私のお気に入りは「鎮守の森」「ぼくとフリオと校庭で」「沼の子供」「影の街」です。

タイトルにも使われている「ぼくとフリオと校庭で」は、自称宇宙人だと名乗る転校生フリオと、主人公の話。
フリオは超能力が使えるとか、自分は宇宙人なのだとみんなに言うので嘘つきよばわりされてしまい友達は主人公しかいない。そんな彼はいつも校庭の鉄棒にぶらさがりUFOを待っている。
ある日、フリオは主人公に「自分は明日UFOにのって街を去る」と告げる。
そして主人公に今日で最後だからと自分だけの秘密の遊び場を教えてくれる。
フリオのいうことをいつものホラだと思い信じなかった主人公だが、土手の上でUFOを待つフリオから目を離したとき、彼の父親とともにバス停に向かう別のフリオを目撃する。
どちらが本当のフリオなのか。
不安にかられた主人公は突然いなくなったフリオを探しに走る。


この作品集のなかで、この物語がもっとも身近で、それでいて奇妙で、日常というものの曖昧さを感じました。
小学校や、幼稚園の頃のことなどは、大人になるにつれてどんどん記憶が薄れていく。今になってみると、あれは夢だったのではないか?
というような出来事が、いくつかあるわけです。私はこの作品を読んで「NHKみんなのうた」で知った「さとるくん」という歌を思い出しました。小さい頃よく遊んだ友達だけど、彼は今はもうどこにもいない。他の子たちに聞いてみても、彼のことをだれも覚えていない。果たしてさとる君は誰だったのだろうか?そもそも本当に存在したのだろうか?

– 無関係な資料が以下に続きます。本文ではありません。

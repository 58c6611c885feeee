//! Durable user preferences backed by localStorage.
//!
//! Only the display theme is persisted. A missing or unrecognised stored
//! value falls back to [`Theme::Dark`].

use crate::config::THEME_STORAGE_KEY;
use crate::core::error::StorageError;
use crate::models::Theme;
use crate::utils::dom;

/// Key-value storage for preferences.
pub trait PreferenceStore {
    fn get(&self, key: &str) -> Option<String>;
    fn set(&self, key: &str, value: &str) -> Result<(), StorageError>;
}

/// `window.localStorage`.
#[derive(Clone, Copy, Debug, Default)]
pub struct LocalStorage;

impl PreferenceStore for LocalStorage {
    fn get(&self, key: &str) -> Option<String> {
        dom::local_storage()?.get_item(key).ok()?
    }

    fn set(&self, key: &str, value: &str) -> Result<(), StorageError> {
        let storage = dom::local_storage().ok_or(StorageError::StorageUnavailable)?;
        storage
            .set_item(key, value)
            .map_err(|_| StorageError::SaveFailed)
    }
}

/// Stored theme, or the default when nothing valid is stored.
pub fn load_theme<S: PreferenceStore>(store: &S) -> Theme {
    store
        .get(THEME_STORAGE_KEY)
        .and_then(|value| value.parse().ok())
        .unwrap_or_default()
}

/// Persist a theme.
pub fn save_theme<S: PreferenceStore>(store: &S, theme: Theme) -> Result<(), StorageError> {
    store.set(THEME_STORAGE_KEY, theme.as_str())
}

/// Flip `current`, persist the result and return it.
///
/// A failed write is logged; the toggle still takes effect for the session.
pub fn toggle_theme<S: PreferenceStore>(store: &S, current: Theme) -> Theme {
    let next = current.toggled();
    if let Err(e) = save_theme(store, next) {
        dom::log_warn(&format!("Failed to persist theme: {}", e));
    }
    next
}

#[cfg(test)]
pub mod testing {
    use std::cell::RefCell;
    use std::collections::HashMap;

    use super::PreferenceStore;
    use crate::core::error::StorageError;

    /// In-memory store; `failing` rejects every write.
    #[derive(Debug, Default)]
    pub struct MemoryStore {
        pub entries: RefCell<HashMap<String, String>>,
        pub failing: bool,
    }

    impl PreferenceStore for MemoryStore {
        fn get(&self, key: &str) -> Option<String> {
            self.entries.borrow().get(key).cloned()
        }

        fn set(&self, key: &str, value: &str) -> Result<(), StorageError> {
            if self.failing {
                return Err(StorageError::SaveFailed);
            }
            self.entries
                .borrow_mut()
                .insert(key.to_string(), value.to_string());
            Ok(())
        }
    }
}

#[cfg(test)]
mod tests {
    use super::testing::MemoryStore;
    use super::*;

    #[test]
    fn test_default_theme_is_dark() {
        let store = MemoryStore::default();
        assert_eq!(load_theme(&store), Theme::Dark);
    }

    #[test]
    fn test_unknown_stored_value_falls_back() {
        let store = MemoryStore::default();
        store
            .entries
            .borrow_mut()
            .insert(THEME_STORAGE_KEY.to_string(), "sepia".to_string());
        assert_eq!(load_theme(&store), Theme::Dark);
    }

    #[test]
    fn test_toggle_persists_last_value() {
        let store = MemoryStore::default();
        let original = load_theme(&store);

        let once = toggle_theme(&store, original);
        assert_eq!(once, Theme::Light);
        assert_eq!(store.get(THEME_STORAGE_KEY).as_deref(), Some("light"));
        assert_eq!(load_theme(&store), once);

        let twice = toggle_theme(&store, once);
        assert_eq!(twice, original);
        assert_eq!(store.get(THEME_STORAGE_KEY).as_deref(), Some("dark"));
    }

    #[test]
    fn test_toggle_survives_write_failure() {
        let store = MemoryStore {
            failing: true,
            ..Default::default()
        };
        assert_eq!(toggle_theme(&store, Theme::Dark), Theme::Light);
        assert!(store.get(THEME_STORAGE_KEY).is_none());
    }

    #[test]
    fn test_page_applies_stored_theme_before_mount() {
        // The inline script in index.html runs before the wasm module loads
        let page = include_str!("../../index.html");
        let script_end = page.find("</script>").unwrap();
        let script = &page[..script_end];

        assert!(script.contains(&format!("\"{}\"", THEME_STORAGE_KEY)));
        assert!(script.contains(&format!("\"{}\"", crate::config::THEME_ATTRIBUTE)));
        assert!(script.contains(&format!("\"{}\"", Theme::Light)));
        assert!(script.contains(&format!("var theme = \"{}\"", Theme::default())));
        // No hard-coded theme on the root element
        assert!(!page.contains("<html lang=\"en\" data-theme"));
        assert!(script_end < page.find("data-trunk rel=\"rust\"").unwrap());
    }
}
//! View-related data types for the documentation browser.

use std::fmt;
use std::str::FromStr;

/// Main content mode.
#[derive(Clone, Copy, Debug, Default, PartialEq, Eq)]
pub enum ViewMode {
    /// Package overview (default)
    #[default]
    Overview,
    /// A single package's summary
    Package,
    /// A class fragment loaded into the content region
    Class,
}

/// Display theme, persisted across sessions.
#[derive(Clone, Copy, Debug, Default, PartialEq, Eq)]
pub enum Theme {
    #[default]
    Dark,
    Light,
}

impl Theme {
    /// The other theme.
    pub fn toggled(self) -> Self {
        match self {
            Self::Dark => Self::Light,
            Self::Light => Self::Dark,
        }
    }

    /// Value stored in localStorage and on the root `data-theme` attribute.
    pub fn as_str(self) -> &'static str {
        match self {
            Self::Dark => "dark",
            Self::Light => "light",
        }
    }
}

impl fmt::Display for Theme {
    fn fmt(&self, f: &mut fmt::Formatter<'_>) -> fmt::Result {
        f.write_str(self.as_str())
    }
}

impl FromStr for Theme {
    type Err = ();

    fn from_str(s: &str) -> Result<Self, Self::Err> {
        match s {
            "dark" => Ok(Self::Dark),
            "light" => Ok(Self::Light),
            _ => Err(()),
        }
    }
}
//! Centralized icon definitions.
//!
//! Icon theme is configured in `config.rs` via `ICON_THEME`.
//! This module maps semantic icon names to the selected theme's icons.

use icondata::Icon;

use crate::config::IconTheme;

// =============================================================================
// Theme Imports
// =============================================================================

mod lucide {
    pub use icondata::{
        LuChevronDown as ChevronDown, LuChevronRight as ChevronRight, LuComponent as Interface,
        LuFileCode as Class, LuMoon as Moon, LuPackage as Package, LuPanelLeft as Sidebar,
        LuSearch as Search, LuSun as Sun,
    };
}

mod bootstrap {
    pub use icondata::{
        BsBoxSeam as Package, BsChevronDown as ChevronDown, BsChevronRight as ChevronRight,
        BsDiagram3 as Interface, BsFileEarmarkCode as Class, BsLayoutSidebar as Sidebar,
        BsMoon as Moon, BsSearch as Search, BsSun as Sun,
    };
}

// =============================================================================
// Icon Constants (selected based on theme)
// =============================================================================

macro_rules! themed_icon {
    ($name:ident, $theme_name:ident) => {
        pub const $name: Icon = match crate::config::ICON_THEME {
            IconTheme::Lucide => lucide::$theme_name,
            IconTheme::Bootstrap => bootstrap::$theme_name,
        };
    };
}

themed_icon!(CHEVRON_DOWN, ChevronDown);
themed_icon!(CHEVRON_RIGHT, ChevronRight);
themed_icon!(CLASS, Class);
themed_icon!(INTERFACE, Interface);
themed_icon!(PACKAGE, Package);
themed_icon!(SEARCH, Search);
themed_icon!(SIDEBAR, Sidebar);
themed_icon!(SUN, Sun);
themed_icon!(MOON, Moon);
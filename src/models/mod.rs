//! Data models and types for the application.
//!
//! Contains domain types for:
//! - [`Catalog`], [`PackageEntry`], [`ClassEntry`] - The navigation index
//! - [`Route`] - Hash-based deep links
//! - [`ViewMode`], [`Theme`] - View and presentation state

mod catalog;
mod route;
mod view;

pub use catalog::{Catalog, ClassEntry, MemberKind, PackageEntry};
pub use route::{Route, fragment_path};
pub use view::{Theme, ViewMode};
//! Hash-based routing for deep links into the catalog.
//!
//! URL format:
//! - empty hash → overview
//! - `#docbox/strategy/IStrategy` → class `docbox.strategy.IStrategy`
//! - `#docbox/strategy/` → package `docbox.strategy`

/// Application routes encoded in the URL fragment.
#[derive(Clone, Debug, PartialEq, Eq)]
pub enum Route {
    /// Package overview: empty hash
    Overview,
    /// Package summary: `#a/b/` (trailing slash)
    Package {
        /// Dotted package name
        name: String,
    },
    /// Class documentation: `#a/b/C`
    Class {
        /// Dotted class fullname
        fullname: String,
    },
}

impl Route {
    /// Parse a URL hash (with or without the leading '#') into a Route.
    pub fn from_hash(hash: &str) -> Self {
        let path = hash.trim_start_matches('#').trim_start_matches('/');

        if path.is_empty() {
            return Self::Overview;
        }

        if let Some(package) = path.strip_suffix('/') {
            return Self::Package {
                name: path_to_dotted(package),
            };
        }

        Self::Class {
            fullname: path_to_dotted(path),
        }
    }

    /// Convert the Route to a URL hash (without the leading '#').
    pub fn to_hash(&self) -> String {
        match self {
            Self::Overview => String::new(),
            Self::Package { name } => format!("{}/", dotted_to_path(name)),
            Self::Class { fullname } => dotted_to_path(fullname),
        }
    }
}

/// `a.b.C` → `a/b/C`
pub fn dotted_to_path(dotted: &str) -> String {
    dotted.replace('.', "/")
}

/// `a/b/C` → `a.b.C`
pub fn path_to_dotted(path: &str) -> String {
    path.replace('/', ".")
}

/// Relative URL of a class's documentation fragment (`a/b/C.html`).
pub fn fragment_path(fullname: &str) -> String {
    format!("{}.html", dotted_to_path(fullname))
}

#[cfg(test)]
mod tests {
    use super::*;

    #[test]
    fn test_route_parsing() {
        assert_eq!(Route::from_hash(""), Route::Overview);
        assert_eq!(Route::from_hash("#"), Route::Overview);
        assert_eq!(Route::from_hash("#/"), Route::Overview);
        assert_eq!(
            Route::from_hash("#docbox/strategy/IStrategy"),
            Route::Class {
                fullname: "docbox.strategy.IStrategy".to_string(),
            }
        );
        assert_eq!(
            Route::from_hash("a/b/C"),
            Route::Class {
                fullname: "a.b.C".to_string(),
            }
        );
        assert_eq!(
            Route::from_hash("#pkg/a/"),
            Route::Package {
                name: "pkg.a".to_string(),
            }
        );
    }

    #[test]
    fn test_route_to_hash() {
        assert_eq!(Route::Overview.to_hash(), "");
        assert_eq!(
            Route::Class {
                fullname: "a.b.C".to_string(),
            }
            .to_hash(),
            "a/b/C"
        );
        assert_eq!(
            Route::Package {
                name: "pkg.a".to_string(),
            }
            .to_hash(),
            "pkg/a/"
        );
    }

    #[test]
    fn test_route_hash_round_trip() {
        for route in [
            Route::Overview,
            Route::Class {
                fullname: "a.b.C".to_string(),
            },
            Route::Class {
                fullname: "TopLevel".to_string(),
            },
            Route::Package {
                name: "a.b".to_string(),
            },
        ] {
            assert_eq!(Route::from_hash(&route.to_hash()), route);
        }
    }

    #[test]
    fn test_fragment_path() {
        assert_eq!(fragment_path("a.b.C"), "a/b/C.html");
        assert_eq!(fragment_path("Solo"), "Solo.html");
    }
}
//! Application router component.
//!
//! Handles startup and URL-fragment routing with native hashchange events.
//!
//! # Architecture
//!
//! - **Catalog first**: the fragment is only interpreted once the catalog is loaded
//! - **URL hash drives navigation**: back/forward and deep links go through
//!   [`AppContext::sync_with_url`]
//! - **Layout never re-renders on navigation**: header, sidebar and content
//!   region stay mounted

use leptos::prelude::*;
#[cfg(target_arch = "wasm32")]
use wasm_bindgen::prelude::Closure;
use wasm_bindgen_futures::spawn_local;

use crate::app::AppContext;
use crate::components::content::MainContent;
use crate::components::header::Header;
use crate::components::sidebar::Sidebar;

stylance::import_crate_style!(css, "src/components/router.module.css");

/// Main application router and page layout.
#[component]
pub fn AppRouter() -> impl IntoView {
    let ctx = use_context::<AppContext>().expect("AppContext must be provided");

    spawn_local(async move {
        ctx.load_catalog().await;
        // Honor a deep link present at startup
        ctx.sync_with_url();

        #[cfg(target_arch = "wasm32")]
        listen_for_hash_changes(ctx);
    });

    #[cfg(target_arch = "wasm32")]
    listen_for_search_shortcut();

    let collapsed = Signal::derive(move || ctx.view.with(|v| v.sidebar_collapsed));

    view! {
        <div class=css::layout>
            <Header />
            <div class=move || {
                if collapsed.get() {
                    format!("{} {}", css::body, css::bodyCollapsed)
                } else {
                    css::body.to_string()
                }
            }>
                <Sidebar />
                <MainContent />
            </div>
        </div>
    }
}

/// Re-sync on every fragment change (back/forward, edits, our own writes).
#[cfg(target_arch = "wasm32")]
fn listen_for_hash_changes(ctx: AppContext) {
    use wasm_bindgen::JsCast;

    let closure = Closure::wrap(Box::new(move || {
        ctx.sync_with_url();
    }) as Box<dyn Fn()>);

    if let Some(window) = web_sys::window() {
        let _ = window
            .add_event_listener_with_callback("hashchange", closure.as_ref().unchecked_ref());
    }

    // Keep the closure alive for the lifetime of the app
    closure.forget();
}

/// `/` and Ctrl/Cmd+K focus the search box.
#[cfg(target_arch = "wasm32")]
fn listen_for_search_shortcut() {
    use wasm_bindgen::JsCast;

    use crate::config::SEARCH_INPUT_ID;
    use crate::core::search::is_focus_shortcut;
    use crate::utils::dom;

    let closure = Closure::wrap(Box::new(move |ev: web_sys::KeyboardEvent| {
        let modified = ev.ctrl_key() || ev.meta_key();
        // A bare "/" typed into a text field is just text
        let typing = ev
            .target()
            .is_some_and(|t| t.dyn_into::<web_sys::HtmlInputElement>().is_ok());
        if (modified || !typing) && is_focus_shortcut(&ev.key(), ev.ctrl_key(), ev.meta_key()) {
            ev.prevent_default();
            dom::focus_element(SEARCH_INPUT_ID);
        }
    }) as Box<dyn Fn(web_sys::KeyboardEvent)>);

    if let Some(window) = web_sys::window() {
        let _ =
            window.add_event_listener_with_callback("keydown", closure.as_ref().unchecked_ref());
    }

    closure.forget();
}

…とこう、歌詞は要約するとこんな感じで、歌声とあいまって少々不気味なのですが、ぜひ一度聞いてみてください。

話は戻りますが、この読みきり集は作者があとがきで書いているように、質の良い作品を選り抜いてつくったのだそうです。
そのため読み応えはあるのですが物語の舞台や時代、国がバラバラでそれぞれ雰囲気もまったく違ったものになっています。

奇妙で、不気味で、懐かしい世界にどっぷりと浸りたい。そんな気分のときにおすすめの一冊です。